Impact of the induced nematohydrodynamics over the Freedericksz transition limit

Abstract

Liquid crystals (LC) are highly sensitive to the external field. If any external (electric or magnetic) field is applied to the LC domain beyond a critical strength, the reorientation of the molecules takes place and attains a new equilibrated state, aligning to the direction of the applied external field, known as the Fréedericksz transition. This phenomenon is widely used for optical switching in display devices and dynamic field-induced optoelectronic applications. In this work, we investigate the role of induced (nemato-)hydrodynamics by the LC field reorganization on the dynamics of the LC alignment on account of the Fréedericksz transition.
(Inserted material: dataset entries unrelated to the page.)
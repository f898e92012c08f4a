//! Price history aggregation for pool charts
//!
//! Turns an ordered run of [`PriceHistoryPoint`]s into a chart series, the
//! period price change and the current price. Pure: the same inputs always
//! produce the same output.

use chrono::{DateTime, Duration, TimeZone, Utc};
use rust_decimal::Decimal;
use serde::{Deserialize, Serialize};
use std::fmt;
use std::str::FromStr;
use types::{AmmError, PriceEventKind, PriceHistoryPoint};

/// Chart window, measured back from "now"
#[derive(Debug, Clone, Copy, PartialEq, Eq, Hash, Default, Serialize, Deserialize)]
pub enum TimeRange {
    #[serde(rename = "1H")]
    OneHour,
    #[default]
    #[serde(rename = "24H")]
    OneDay,
    #[serde(rename = "7D")]
    SevenDays,
    #[serde(rename = "30D")]
    ThirtyDays,
    #[serde(rename = "ALL")]
    All,
}

impl TimeRange {
    pub const ALL_RANGES: [TimeRange; 5] = [
        Self::OneHour,
        Self::OneDay,
        Self::SevenDays,
        Self::ThirtyDays,
        Self::All,
    ];

    pub fn label(&self) -> &'static str {
        match self {
            Self::OneHour => "1H",
            Self::OneDay => "24H",
            Self::SevenDays => "7D",
            Self::ThirtyDays => "30D",
            Self::All => "ALL",
        }
    }

    /// Length of the window, `None` for the unbounded range
    pub fn duration(&self) -> Option<Duration> {
        match self {
            Self::OneHour => Some(Duration::hours(1)),
            Self::OneDay => Some(Duration::hours(24)),
            Self::SevenDays => Some(Duration::days(7)),
            Self::ThirtyDays => Some(Duration::days(30)),
            Self::All => None,
        }
    }

    /// Inclusive lower bound of the window ending at `now`
    pub fn window_start(&self, now: DateTime<Utc>) -> DateTime<Utc> {
        match self.duration() {
            Some(length) => now - length,
            None => Utc.timestamp_opt(0, 0).single().unwrap_or(DateTime::<Utc>::MIN_UTC),
        }
    }
}

impl fmt::Display for TimeRange {
    fn fmt(&self, f: &mut fmt::Formatter<'_>) -> fmt::Result {
        f.write_str(self.label())
    }
}

impl FromStr for TimeRange {
    type Err = AmmError;

    fn from_str(s: &str) -> Result<Self, Self::Err> {
        Self::ALL_RANGES
            .into_iter()
            .find(|range| range.label().eq_ignore_ascii_case(s))
            .ok_or_else(|| AmmError::InvalidTimeRange(s.to_string()))
    }
}

/// One chart sample
#[derive(Debug, Clone, PartialEq, Eq, Serialize, Deserialize)]
pub struct PricePoint {
    pub price: Decimal,
    pub reserve_a: Decimal,
    pub reserve_b: Decimal,
    pub kind: PriceEventKind,
    pub timestamp: DateTime<Utc>,
}

impl From<&PriceHistoryPoint> for PricePoint {
    fn from(point: &PriceHistoryPoint) -> Self {
        Self {
            price: point.price,
            reserve_a: point.reserve_a,
            reserve_b: point.reserve_b,
            kind: point.kind,
            timestamp: point.timestamp,
        }
    }
}

/// Change between the first and last point of a window
#[derive(Debug, Clone, Copy, PartialEq, Eq, Default, Serialize, Deserialize)]
pub struct PriceChange {
    pub value: Decimal,
    pub percent: Decimal,
}

#[derive(Debug, Clone, PartialEq, Eq, Serialize, Deserialize)]
pub struct PriceSeries {
    pub series: Vec<PricePoint>,
    pub price_change: PriceChange,
    pub current_price: Decimal,
}

/// Points inside `[start, end]`, ascending by timestamp then sequence
///
/// The returned iterator borrows `points` and can be cloned to restart it.
pub fn window<'a>(
    points: &'a [PriceHistoryPoint],
    start: DateTime<Utc>,
    end: DateTime<Utc>,
) -> impl Iterator<Item = &'a PriceHistoryPoint> + Clone + 'a {
    let mut ordered: Vec<&PriceHistoryPoint> = points
        .iter()
        .filter(move |point| point.timestamp >= start && point.timestamp <= end)
        .collect();
    // Equal timestamps fall back to the ledger-assigned sequence
    ordered.sort_by_key(|point| (point.timestamp, point.sequence));
    ordered.into_iter()
}

/// Percent change relative to `base`
///
/// Zero when `base` is not positive. A change too large for `Decimal`
/// saturates at `Decimal::MAX` (or `Decimal::MIN` for a drop).
fn change_percent(value: Decimal, base: Decimal) -> Decimal {
    if base <= Decimal::ZERO {
        return Decimal::ZERO;
    }
    value
        .checked_div(base)
        .and_then(|ratio| ratio.checked_mul(Decimal::ONE_HUNDRED))
        .unwrap_or(if value.is_sign_negative() {
            Decimal::MIN
        } else {
            Decimal::MAX
        })
}

/// Chart series, price change and current price for a window
///
/// `live_price` is the current price when the window is empty. Never fails.
pub fn build_series(
    points: &[PriceHistoryPoint],
    start: DateTime<Utc>,
    end: DateTime<Utc>,
    live_price: Decimal,
) -> PriceSeries {
    let series: Vec<PricePoint> = window(points, start, end).map(PricePoint::from).collect();

    let price_change = match (series.first(), series.last()) {
        (Some(first), Some(last)) if series.len() >= 2 => {
            let value = last.price - first.price;
            PriceChange {
                value,
                percent: change_percent(value, first.price),
            }
        }
        _ => PriceChange::default(),
    };

    let current_price = series
        .last()
        .map(|point| point.price)
        .unwrap_or(live_price);

    PriceSeries {
        series,
        price_change,
        current_price,
    }
}
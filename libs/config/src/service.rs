//! Service configuration defaults
//!
//! Default values used when a setting is absent from every configuration
//! source.

/// Pool engine defaults
pub mod engine {
    /// Swap fee in percent, taken from the input side
    pub const FEE_PERCENT: f64 = 0.3;

    /// Slippage tolerance applied when a swap request omits one
    pub const DEFAULT_SLIPPAGE_PERCENT: f64 = 0.5;

    /// Compare-and-swap attempts before a mutation gives up
    pub const MAX_COMMIT_RETRIES: u32 = 3;

    /// Price impact at which quotes are flagged as high
    pub const HIGH_PRICE_IMPACT_PERCENT: f64 = 5.0;
}

/// Logging defaults
pub mod logging {
    pub const LEVEL: &str = "info";
    pub const JSON: bool = false;
}

/// Configuration file locations
pub mod paths {
    /// Base file read when no explicit path is given
    pub const DEFAULT_CONFIG_FILE: &str = "config/launchpad.toml";

    /// Directory, relative to the base file, holding `<environment>.toml` overlays
    pub const ENVIRONMENTS_DIR: &str = "environments";

    /// Environment variable prefix (`LAUNCHPAD_ENGINE__FEE_PERCENT=0.25`)
    pub const ENV_PREFIX: &str = "LAUNCHPAD";

    /// Separator between nested keys in environment variables
    pub const ENV_SEPARATOR: &str = "__";
}
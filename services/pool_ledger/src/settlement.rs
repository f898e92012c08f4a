//! Settlement boundary
//!
//! Token transfers happen on chain. The service quotes, asks a
//! [`SettlementClient`] to execute, and commits whatever amounts the chain
//! finalized.

use crate::error::{LedgerError, Result};
use async_trait::async_trait;
use rust_decimal::Decimal;
use serde::{Deserialize, Serialize};
use tracing::debug;
use types::{round_paid_out, Pool, SwapDirection, TxSignature, WalletAddress};
use uuid::Uuid;

/// Swap to execute against a pool
#[derive(Debug, Clone, PartialEq, Eq, Serialize, Deserialize)]
pub struct SwapInstruction {
    pub wallet: WalletAddress,
    pub direction: SwapDirection,
    pub amount_in: Decimal,
    pub quoted_amount_out: Decimal,
    pub min_amount_out: Decimal,
}

/// Deposit or withdrawal to execute against a pool
#[derive(Debug, Clone, PartialEq, Eq, Serialize, Deserialize)]
pub struct LiquidityInstruction {
    pub wallet: WalletAddress,
    pub amount_a: Decimal,
    pub amount_b: Decimal,
    pub lp_amount: Decimal,
}

/// Finalized swap amounts
#[derive(Debug, Clone, PartialEq, Eq, Serialize, Deserialize)]
pub struct SwapSettlement {
    pub signature: TxSignature,
    pub amount_in: Decimal,
    pub amount_out: Decimal,
}

/// Finalized liquidity amounts
#[derive(Debug, Clone, PartialEq, Eq, Serialize, Deserialize)]
pub struct LiquiditySettlement {
    pub signature: TxSignature,
    pub amount_a: Decimal,
    pub amount_b: Decimal,
    pub lp_amount: Decimal,
}

#[async_trait]
pub trait SettlementClient: Send + Sync {
    async fn settle_swap(&self, pool: &Pool, instruction: &SwapInstruction) -> Result<SwapSettlement>;

    async fn settle_deposit(
        &self,
        pool: &Pool,
        instruction: &LiquidityInstruction,
    ) -> Result<LiquiditySettlement>;

    async fn settle_withdraw(
        &self,
        pool: &Pool,
        instruction: &LiquidityInstruction,
    ) -> Result<LiquiditySettlement>;
}

/// Settles instantly at the quoted amounts
///
/// An optional output shortfall models price movement between quote and
/// execution.
#[derive(Debug, Clone, Default)]
pub struct SimulatedSettlement {
    output_shortfall_percent: Decimal,
}

impl SimulatedSettlement {
    pub fn new() -> Self {
        Self::default()
    }

    /// Deliver `percent` less swap output than quoted
    pub fn with_output_shortfall(percent: Decimal) -> Result<Self> {
        if percent < Decimal::ZERO || percent > Decimal::ONE_HUNDRED {
            return Err(LedgerError::Settlement(format!(
                "shortfall {}% is outside [0, 100]",
                percent
            )));
        }
        Ok(Self {
            output_shortfall_percent: percent,
        })
    }

    fn signature() -> Result<TxSignature> {
        TxSignature::new(format!("sim-{}", Uuid::new_v4().simple())).map_err(LedgerError::from)
    }
}

#[async_trait]
impl SettlementClient for SimulatedSettlement {
    async fn settle_swap(&self, pool: &Pool, instruction: &SwapInstruction) -> Result<SwapSettlement> {
        let keep = Decimal::ONE - self.output_shortfall_percent / Decimal::ONE_HUNDRED;
        let amount_out = round_paid_out(instruction.quoted_amount_out * keep);
        debug!(pool = %pool.address, %amount_out, "Simulated swap settlement");
        Ok(SwapSettlement {
            signature: Self::signature()?,
            amount_in: instruction.amount_in,
            amount_out,
        })
    }

    async fn settle_deposit(
        &self,
        pool: &Pool,
        instruction: &LiquidityInstruction,
    ) -> Result<LiquiditySettlement> {
        debug!(pool = %pool.address, "Simulated deposit settlement");
        Ok(LiquiditySettlement {
            signature: Self::signature()?,
            amount_a: instruction.amount_a,
            amount_b: instruction.amount_b,
            lp_amount: instruction.lp_amount,
        })
    }

    async fn settle_withdraw(
        &self,
        pool: &Pool,
        instruction: &LiquidityInstruction,
    ) -> Result<LiquiditySettlement> {
        debug!(pool = %pool.address, "Simulated withdraw settlement");
        Ok(LiquiditySettlement {
            signature: Self::signature()?,
            amount_a: instruction.amount_a,
            amount_b: instruction.amount_b,
            lp_amount: instruction.lp_amount,
        })
    }
}
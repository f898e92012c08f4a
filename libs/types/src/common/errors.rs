//! Error types for pool accounting and identifier validation
//!
//! Every fallible engine operation returns [`AmmError`]. Soft rejections
//! (a swap quote with zero output) are values, not errors, and only become
//! [`AmmError::InsufficientLiquidity`] when a caller tries to act on them.

use rust_decimal::Decimal;
use thiserror::Error;

/// Errors raised by the accounting engine and the pool data model
#[derive(Debug, Error, Clone, PartialEq, Eq)]
pub enum AmmError {
    /// Referenced pool address has no ledger record
    #[error("Pool not found: {address}")]
    PoolNotFound { address: String },

    /// A pool with this address is already registered
    #[error("Pool already exists: {address}")]
    PoolAlreadyExists { address: String },

    /// A pool already exists for this unordered token pair
    #[error("A liquidity pool already exists for token pair ({token_a}, {token_b})")]
    TokenPairAlreadyExists { token_a: String, token_b: String },

    /// Referenced mint is not in the token registry
    #[error("Token not found: {mint}")]
    TokenNotFound { mint: String },

    /// A token with this mint is already registered
    #[error("Token already exists: {mint}")]
    TokenAlreadyExists { mint: String },

    /// Token launch field failed validation
    #[error("Invalid token {field}: {reason}")]
    InvalidTokenMetadata { field: &'static str, reason: String },

    /// Non-positive, NaN or infinite numeric input
    #[error("Invalid amount for {field}: {reason}")]
    InvalidAmount { field: &'static str, reason: String },

    /// Reserve or LP supply value outside the non-negative domain
    #[error("Invalid reserve for {field}: {value}")]
    InvalidReserve { field: &'static str, value: String },

    /// Quote produced zero output, the action cannot proceed
    #[error("Insufficient liquidity in pool")]
    InsufficientLiquidity,

    /// Optimistic version check failed at the ledger boundary
    #[error("Stale reserves for pool {address}: expected version {expected}, found {actual}")]
    StaleReserveConflict {
        address: String,
        expected: u64,
        actual: u64,
    },

    /// Deposit amounts deviate from the pool ratio by more than the tolerance
    #[error("Deposit ratio mismatch: expected amount_b {expected}, got {actual} (deviation {deviation_percent}%)")]
    DepositRatioMismatch {
        expected: Decimal,
        actual: Decimal,
        deviation_percent: Decimal,
    },

    /// Both sides of a pair refer to the same mint
    #[error("Token pair requires two distinct mints, got {mint} twice")]
    IdenticalMints { mint: String },

    /// Empty or malformed identifier
    #[error("Invalid {kind}: {reason}")]
    InvalidIdentifier { kind: &'static str, reason: String },

    /// Unknown chart window label
    #[error("Invalid time range '{0}', expected one of 1H, 24H, 7D, 30D, ALL")]
    InvalidTimeRange(String),
}

impl AmmError {
    /// Shorthand for [`AmmError::InvalidAmount`]
    pub fn invalid_amount(field: &'static str, reason: impl Into<String>) -> Self {
        Self::InvalidAmount {
            field,
            reason: reason.into(),
        }
    }

    /// True for conflicts a caller may resolve by re-reading and retrying
    pub fn is_retryable(&self) -> bool {
        matches!(self, Self::StaleReserveConflict { .. })
    }
}

pub type Result<T> = std::result::Result<T, AmmError>;
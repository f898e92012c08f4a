//! Launched token records
//!
//! A token must be registered before any pool can trade it.

use crate::common::{AmmError, TokenMint, TxSignature, WalletAddress, AMOUNT_SCALE};
use chrono::{DateTime, Utc};
use serde::{Deserialize, Serialize};
use url::Url;

/// Highest mint precision a launch may declare
pub const MAX_TOKEN_DECIMALS: u8 = AMOUNT_SCALE as u8;

/// Optional project links shown next to a token
#[derive(Debug, Clone, Default, PartialEq, Eq, Serialize, Deserialize)]
pub struct TokenLinks {
    pub website: Option<String>,
    pub twitter: Option<String>,
    pub telegram: Option<String>,
    pub discord: Option<String>,
}

impl TokenLinks {
    /// Every present link must be an absolute http(s) URL
    pub fn validate(&self) -> Result<(), AmmError> {
        for (field, link) in [
            ("website", &self.website),
            ("twitter", &self.twitter),
            ("telegram", &self.telegram),
            ("discord", &self.discord),
        ] {
            let Some(link) = link else { continue };
            let parsed = Url::parse(link).map_err(|e| AmmError::InvalidTokenMetadata {
                field,
                reason: format!("'{}' is not a valid URL: {}", link, e),
            })?;
            if !matches!(parsed.scheme(), "http" | "https") {
                return Err(AmmError::InvalidTokenMetadata {
                    field,
                    reason: format!("'{}' must use http or https", link),
                });
            }
        }
        Ok(())
    }
}

/// Launch request for a mint that already exists on chain
#[derive(Debug, Clone, PartialEq, Eq, Serialize, Deserialize)]
pub struct NewToken {
    pub mint: TokenMint,
    pub creator_wallet: WalletAddress,
    pub name: String,
    pub symbol: String,
    pub image_url: String,
    pub description: Option<String>,
    /// Whole-token supply minted at launch
    pub supply: u64,
    pub decimals: u8,
    pub links: TokenLinks,
    pub tx_signature: Option<TxSignature>,
}

impl NewToken {
    pub fn validate(&self) -> Result<(), AmmError> {
        for (field, value) in [
            ("name", &self.name),
            ("symbol", &self.symbol),
            ("image_url", &self.image_url),
        ] {
            if value.trim().is_empty() {
                return Err(AmmError::InvalidTokenMetadata {
                    field,
                    reason: "must not be empty".to_string(),
                });
            }
        }
        if self.supply == 0 {
            return Err(AmmError::InvalidTokenMetadata {
                field: "supply",
                reason: "must be positive".to_string(),
            });
        }
        if self.decimals > MAX_TOKEN_DECIMALS {
            return Err(AmmError::InvalidTokenMetadata {
                field: "decimals",
                reason: format!("{} exceeds {}", self.decimals, MAX_TOKEN_DECIMALS),
            });
        }
        self.links.validate()
    }

    /// Registry record for this launch, stamped at `created_at`
    pub fn into_token(self, created_at: DateTime<Utc>) -> Token {
        Token {
            mint: self.mint,
            creator_wallet: self.creator_wallet,
            name: self.name,
            symbol: self.symbol,
            image_url: self.image_url,
            description: self.description,
            supply: self.supply,
            decimals: self.decimals,
            links: self.links,
            tx_signature: self.tx_signature,
            created_at,
        }
    }
}

/// Registered token as held by the ledger
#[derive(Debug, Clone, PartialEq, Eq, Serialize, Deserialize)]
pub struct Token {
    pub mint: TokenMint,
    pub creator_wallet: WalletAddress,
    pub name: String,
    pub symbol: String,
    pub image_url: String,
    pub description: Option<String>,
    pub supply: u64,
    pub decimals: u8,
    pub links: TokenLinks,
    pub tx_signature: Option<TxSignature>,
    pub created_at: DateTime<Utc>,
}
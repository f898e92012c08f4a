//! Decimal precision and rounding policy for pool accounting
//!
//! Reserves, LP supply and amounts are `rust_decimal::Decimal` values. The
//! only place binary floating point enters is [`decimal_from_f64`], used at
//! configuration and user-input boundaries.
//!
//! ## Rounding rules
//!
//! - Amounts the pool pays out (swap output, withdrawn tokens, minted LP
//!   shares) round **down** to [`AMOUNT_SCALE`] places.
//! - Amounts the pool charges (swap fee, exact-out input) round **up**.
//! - Prices and percentages keep full `Decimal` precision.

use crate::common::errors::AmmError;
use rust_decimal::prelude::FromPrimitive;
use rust_decimal::{Decimal, RoundingStrategy};

/// Decimal places kept on token amounts (SPL token maximum)
pub const AMOUNT_SCALE: u32 = 9;

/// Smallest representable token amount at [`AMOUNT_SCALE`]
pub const AMOUNT_EPSILON: Decimal = Decimal::from_parts(1, 0, 0, false, AMOUNT_SCALE);

/// Round an amount paid out by the pool (toward zero)
pub fn round_paid_out(value: Decimal) -> Decimal {
    value.round_dp_with_strategy(AMOUNT_SCALE, RoundingStrategy::ToZero)
}

/// Round an amount charged by the pool (away from zero)
pub fn round_charged(value: Decimal) -> Decimal {
    value.round_dp_with_strategy(AMOUNT_SCALE, RoundingStrategy::AwayFromZero)
}

/// Convert a float from an external boundary into a `Decimal`
///
/// Rejects NaN and infinities with [`AmmError::InvalidAmount`].
pub fn decimal_from_f64(field: &'static str, value: f64) -> Result<Decimal, AmmError> {
    if !value.is_finite() {
        return Err(AmmError::invalid_amount(
            field,
            format!("{} is not finite", value),
        ));
    }
    Decimal::from_f64(value)
        .ok_or_else(|| AmmError::invalid_amount(field, format!("{} is out of range", value)))
}

/// Ensure a quoting input is strictly positive
pub fn require_positive(field: &'static str, value: Decimal) -> Result<Decimal, AmmError> {
    if value <= Decimal::ZERO {
        return Err(AmmError::invalid_amount(
            field,
            format!("{} must be positive", value),
        ));
    }
    Ok(value)
}
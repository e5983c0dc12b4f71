//! Distributed Work Manager Module
//!
//! Decides, per submitted work, whether it runs on this node or on a peer,
//! and keeps the cluster-wide bookkeeping that decision relies on.
//!
//! ## Submodules
//! - **`manager`**: the orchestrator (policy -> selector -> transport, or local).
//! - **`policy`**: pluggable admission policies and the reference ones.
//! - **`selector`**: pluggable node selectors and the reference ones.
//! - **`capacity`**: free workers per known node.
//! - **`statistics`**: the eight replicated execution counters.
//! - **`notification`**: the listener capability for cluster events.

pub mod capacity;
pub mod manager;
pub mod notification;
pub mod policy;
pub mod selector;
pub mod statistics;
The three-dimensional nematic field dynamics is modeled using the Beris–Edwards framework, minimizing the Landau de-Genes free energy, and coupled to the associated fluid flow profile. Previous studies on the LC dynamics is based on the nematic relaxation alone without the impact of the hydrodynamics. This is a reasonable approximation in the limit of the high elastic (material) constant of the LC, but not true otherwise. The LC response is delayed with the increase in Ericksen number since the local flow effect significantly influence the dynamic behavior of the nematic field. The work results are helpful in understanding the role of hydrodynamics on the LC field transition and related to the optimal switching frequency of the electrical signals, which affect the refresh rate of the LC-based display systems.